[Saved entries]
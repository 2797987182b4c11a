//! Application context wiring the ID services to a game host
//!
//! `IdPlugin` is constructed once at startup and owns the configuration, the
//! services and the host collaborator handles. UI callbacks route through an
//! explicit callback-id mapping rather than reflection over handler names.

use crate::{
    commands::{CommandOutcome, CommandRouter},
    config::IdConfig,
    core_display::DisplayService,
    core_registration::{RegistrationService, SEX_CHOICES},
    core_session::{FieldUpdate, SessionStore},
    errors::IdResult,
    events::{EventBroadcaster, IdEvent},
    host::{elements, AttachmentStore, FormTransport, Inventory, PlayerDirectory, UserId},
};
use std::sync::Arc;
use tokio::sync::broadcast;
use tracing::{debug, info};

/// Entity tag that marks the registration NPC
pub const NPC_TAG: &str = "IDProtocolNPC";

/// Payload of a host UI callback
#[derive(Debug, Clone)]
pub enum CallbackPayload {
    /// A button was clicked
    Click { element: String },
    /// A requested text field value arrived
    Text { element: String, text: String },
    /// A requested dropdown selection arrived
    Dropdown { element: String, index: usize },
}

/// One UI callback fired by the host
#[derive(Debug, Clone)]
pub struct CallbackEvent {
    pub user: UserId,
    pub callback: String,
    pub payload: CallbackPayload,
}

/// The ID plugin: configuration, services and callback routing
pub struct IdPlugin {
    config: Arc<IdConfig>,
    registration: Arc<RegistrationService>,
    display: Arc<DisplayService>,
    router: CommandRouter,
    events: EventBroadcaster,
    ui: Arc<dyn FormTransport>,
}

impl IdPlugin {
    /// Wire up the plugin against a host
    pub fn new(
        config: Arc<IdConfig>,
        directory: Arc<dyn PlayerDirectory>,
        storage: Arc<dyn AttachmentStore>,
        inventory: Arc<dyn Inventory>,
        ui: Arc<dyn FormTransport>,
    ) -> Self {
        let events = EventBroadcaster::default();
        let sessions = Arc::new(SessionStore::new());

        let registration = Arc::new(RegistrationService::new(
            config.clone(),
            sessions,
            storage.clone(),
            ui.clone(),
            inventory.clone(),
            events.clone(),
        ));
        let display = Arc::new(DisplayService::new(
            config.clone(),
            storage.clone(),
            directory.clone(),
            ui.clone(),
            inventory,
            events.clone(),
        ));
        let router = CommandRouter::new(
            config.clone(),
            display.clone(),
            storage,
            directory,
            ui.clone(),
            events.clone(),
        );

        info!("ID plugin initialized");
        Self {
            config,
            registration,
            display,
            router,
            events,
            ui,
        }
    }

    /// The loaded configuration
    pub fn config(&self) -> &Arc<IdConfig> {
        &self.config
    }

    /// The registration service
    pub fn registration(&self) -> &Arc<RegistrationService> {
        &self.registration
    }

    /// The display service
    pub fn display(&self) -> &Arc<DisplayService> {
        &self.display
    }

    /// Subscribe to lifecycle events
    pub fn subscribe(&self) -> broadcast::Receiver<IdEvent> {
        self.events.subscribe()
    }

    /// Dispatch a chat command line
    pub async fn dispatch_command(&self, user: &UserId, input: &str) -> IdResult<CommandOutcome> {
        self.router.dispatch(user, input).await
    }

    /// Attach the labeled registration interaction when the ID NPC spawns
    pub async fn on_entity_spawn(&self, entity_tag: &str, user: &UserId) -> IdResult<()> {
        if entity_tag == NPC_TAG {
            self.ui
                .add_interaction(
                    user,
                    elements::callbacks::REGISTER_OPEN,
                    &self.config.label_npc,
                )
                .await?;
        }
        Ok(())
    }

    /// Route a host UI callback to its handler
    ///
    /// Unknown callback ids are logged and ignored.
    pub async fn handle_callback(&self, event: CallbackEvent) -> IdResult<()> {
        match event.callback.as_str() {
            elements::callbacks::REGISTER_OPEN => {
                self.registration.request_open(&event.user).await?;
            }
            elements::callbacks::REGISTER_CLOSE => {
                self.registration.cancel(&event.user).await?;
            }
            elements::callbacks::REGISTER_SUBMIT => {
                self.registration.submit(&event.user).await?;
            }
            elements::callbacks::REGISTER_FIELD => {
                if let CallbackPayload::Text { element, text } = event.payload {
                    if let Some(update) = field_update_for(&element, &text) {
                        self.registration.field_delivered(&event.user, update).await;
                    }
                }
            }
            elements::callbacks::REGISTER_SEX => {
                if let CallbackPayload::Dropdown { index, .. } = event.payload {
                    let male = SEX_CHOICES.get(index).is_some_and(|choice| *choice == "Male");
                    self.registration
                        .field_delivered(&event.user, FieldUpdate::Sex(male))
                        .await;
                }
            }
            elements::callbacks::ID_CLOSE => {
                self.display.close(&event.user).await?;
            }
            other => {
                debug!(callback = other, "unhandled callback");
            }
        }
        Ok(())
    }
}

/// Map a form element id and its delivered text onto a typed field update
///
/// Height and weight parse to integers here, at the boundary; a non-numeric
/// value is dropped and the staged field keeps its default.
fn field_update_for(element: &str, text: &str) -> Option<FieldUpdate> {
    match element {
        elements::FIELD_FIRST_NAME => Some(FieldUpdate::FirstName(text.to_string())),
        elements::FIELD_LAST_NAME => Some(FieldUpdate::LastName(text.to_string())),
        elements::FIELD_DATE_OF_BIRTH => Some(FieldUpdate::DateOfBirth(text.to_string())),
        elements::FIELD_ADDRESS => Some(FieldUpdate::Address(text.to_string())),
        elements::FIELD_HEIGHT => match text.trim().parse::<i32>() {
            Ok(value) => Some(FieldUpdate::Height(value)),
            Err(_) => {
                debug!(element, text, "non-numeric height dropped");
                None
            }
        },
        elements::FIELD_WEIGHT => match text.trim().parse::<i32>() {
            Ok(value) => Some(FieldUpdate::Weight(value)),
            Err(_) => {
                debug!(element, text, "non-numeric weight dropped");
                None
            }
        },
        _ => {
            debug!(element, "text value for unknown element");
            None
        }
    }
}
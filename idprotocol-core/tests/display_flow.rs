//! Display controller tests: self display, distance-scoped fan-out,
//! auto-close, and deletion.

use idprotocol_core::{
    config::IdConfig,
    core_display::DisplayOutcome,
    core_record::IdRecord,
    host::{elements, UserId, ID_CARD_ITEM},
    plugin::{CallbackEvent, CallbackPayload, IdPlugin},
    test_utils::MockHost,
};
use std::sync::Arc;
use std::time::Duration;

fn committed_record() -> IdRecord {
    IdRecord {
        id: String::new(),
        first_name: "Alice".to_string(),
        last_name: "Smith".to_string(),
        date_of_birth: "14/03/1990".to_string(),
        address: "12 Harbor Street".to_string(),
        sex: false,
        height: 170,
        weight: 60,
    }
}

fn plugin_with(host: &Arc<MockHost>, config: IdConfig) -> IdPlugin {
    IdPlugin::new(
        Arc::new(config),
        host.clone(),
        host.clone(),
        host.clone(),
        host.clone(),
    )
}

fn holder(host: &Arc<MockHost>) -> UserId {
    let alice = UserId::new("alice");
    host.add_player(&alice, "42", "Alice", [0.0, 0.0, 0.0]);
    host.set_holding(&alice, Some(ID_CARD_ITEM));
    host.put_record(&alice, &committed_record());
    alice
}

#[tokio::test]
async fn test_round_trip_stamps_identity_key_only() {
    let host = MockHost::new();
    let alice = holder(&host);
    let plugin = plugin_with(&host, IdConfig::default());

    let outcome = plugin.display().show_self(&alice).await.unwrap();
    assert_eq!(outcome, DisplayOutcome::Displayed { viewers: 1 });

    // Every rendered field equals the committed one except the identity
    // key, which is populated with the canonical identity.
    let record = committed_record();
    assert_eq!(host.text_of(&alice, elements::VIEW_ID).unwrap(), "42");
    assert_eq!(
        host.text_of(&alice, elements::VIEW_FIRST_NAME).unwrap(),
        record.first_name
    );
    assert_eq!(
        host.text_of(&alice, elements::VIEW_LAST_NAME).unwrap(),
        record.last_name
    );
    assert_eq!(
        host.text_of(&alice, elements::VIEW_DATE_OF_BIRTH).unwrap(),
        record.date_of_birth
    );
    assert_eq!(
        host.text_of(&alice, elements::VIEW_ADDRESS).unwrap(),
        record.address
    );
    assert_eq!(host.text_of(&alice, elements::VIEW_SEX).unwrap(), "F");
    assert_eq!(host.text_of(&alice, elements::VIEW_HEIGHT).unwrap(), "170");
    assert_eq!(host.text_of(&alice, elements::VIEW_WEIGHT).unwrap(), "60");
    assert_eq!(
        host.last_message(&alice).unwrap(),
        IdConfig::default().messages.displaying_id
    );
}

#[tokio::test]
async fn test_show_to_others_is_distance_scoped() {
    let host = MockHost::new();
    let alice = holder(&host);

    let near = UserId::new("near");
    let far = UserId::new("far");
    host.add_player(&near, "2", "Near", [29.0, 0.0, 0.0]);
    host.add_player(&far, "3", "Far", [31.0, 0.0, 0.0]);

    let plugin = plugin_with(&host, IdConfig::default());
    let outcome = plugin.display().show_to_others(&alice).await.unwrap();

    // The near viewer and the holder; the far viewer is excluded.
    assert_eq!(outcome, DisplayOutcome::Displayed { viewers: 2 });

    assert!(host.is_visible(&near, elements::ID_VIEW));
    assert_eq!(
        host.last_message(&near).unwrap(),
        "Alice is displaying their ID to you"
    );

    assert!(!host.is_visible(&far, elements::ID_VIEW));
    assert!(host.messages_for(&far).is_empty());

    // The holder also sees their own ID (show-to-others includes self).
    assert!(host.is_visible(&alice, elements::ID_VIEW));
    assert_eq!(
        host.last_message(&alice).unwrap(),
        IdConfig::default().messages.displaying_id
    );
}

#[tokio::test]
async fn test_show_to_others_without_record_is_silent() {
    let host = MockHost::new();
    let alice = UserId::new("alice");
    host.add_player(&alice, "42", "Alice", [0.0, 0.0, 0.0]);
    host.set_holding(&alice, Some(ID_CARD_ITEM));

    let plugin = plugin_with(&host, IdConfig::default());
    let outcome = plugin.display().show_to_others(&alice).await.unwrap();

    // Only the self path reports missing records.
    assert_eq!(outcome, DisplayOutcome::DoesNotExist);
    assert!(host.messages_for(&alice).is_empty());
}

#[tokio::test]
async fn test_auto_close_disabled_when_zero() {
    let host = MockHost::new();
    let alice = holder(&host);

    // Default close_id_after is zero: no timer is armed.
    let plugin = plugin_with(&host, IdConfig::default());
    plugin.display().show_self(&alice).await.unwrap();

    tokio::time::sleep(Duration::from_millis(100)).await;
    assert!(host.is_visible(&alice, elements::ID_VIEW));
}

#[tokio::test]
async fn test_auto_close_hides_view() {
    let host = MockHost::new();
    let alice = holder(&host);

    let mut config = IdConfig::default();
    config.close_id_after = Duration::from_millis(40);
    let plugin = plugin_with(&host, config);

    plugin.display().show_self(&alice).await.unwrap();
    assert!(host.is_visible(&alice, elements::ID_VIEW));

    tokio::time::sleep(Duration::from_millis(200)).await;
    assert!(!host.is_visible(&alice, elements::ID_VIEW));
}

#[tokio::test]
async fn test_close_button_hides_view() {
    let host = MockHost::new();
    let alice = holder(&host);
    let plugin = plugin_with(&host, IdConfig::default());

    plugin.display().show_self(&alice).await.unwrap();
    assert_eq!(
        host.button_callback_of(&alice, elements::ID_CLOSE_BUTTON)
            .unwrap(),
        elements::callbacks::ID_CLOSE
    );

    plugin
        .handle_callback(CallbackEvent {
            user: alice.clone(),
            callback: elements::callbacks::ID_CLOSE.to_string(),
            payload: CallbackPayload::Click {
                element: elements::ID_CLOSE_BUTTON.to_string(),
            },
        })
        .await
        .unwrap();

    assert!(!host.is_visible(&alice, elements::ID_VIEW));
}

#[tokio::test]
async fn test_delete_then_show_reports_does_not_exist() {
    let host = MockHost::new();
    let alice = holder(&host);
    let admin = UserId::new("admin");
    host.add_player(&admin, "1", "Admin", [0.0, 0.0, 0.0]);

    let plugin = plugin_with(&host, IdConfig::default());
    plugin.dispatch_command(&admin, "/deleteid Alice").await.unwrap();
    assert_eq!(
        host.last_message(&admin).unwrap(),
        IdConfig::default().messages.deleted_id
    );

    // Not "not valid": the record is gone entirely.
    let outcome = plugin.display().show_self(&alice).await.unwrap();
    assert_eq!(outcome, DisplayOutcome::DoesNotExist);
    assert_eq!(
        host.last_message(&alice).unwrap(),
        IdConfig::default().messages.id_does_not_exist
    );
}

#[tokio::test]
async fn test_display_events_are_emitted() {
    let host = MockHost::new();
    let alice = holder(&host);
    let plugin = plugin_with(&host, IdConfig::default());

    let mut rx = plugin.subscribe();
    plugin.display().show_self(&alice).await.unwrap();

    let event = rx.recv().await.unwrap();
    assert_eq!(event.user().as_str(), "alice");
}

▶ **THE TASK**: Taking the records from the top, repeat each line exactly until you have repeated the line that contains "route through an".

▶ **ANSWER SPACE**:
repository 2797987182b4c11a
//! Application context wiring the ID services to a game host
//!
//! `IdPlugin` is constructed once at startup and owns the configuration, the
//! services and the host collaborator handles. UI callbacks route through an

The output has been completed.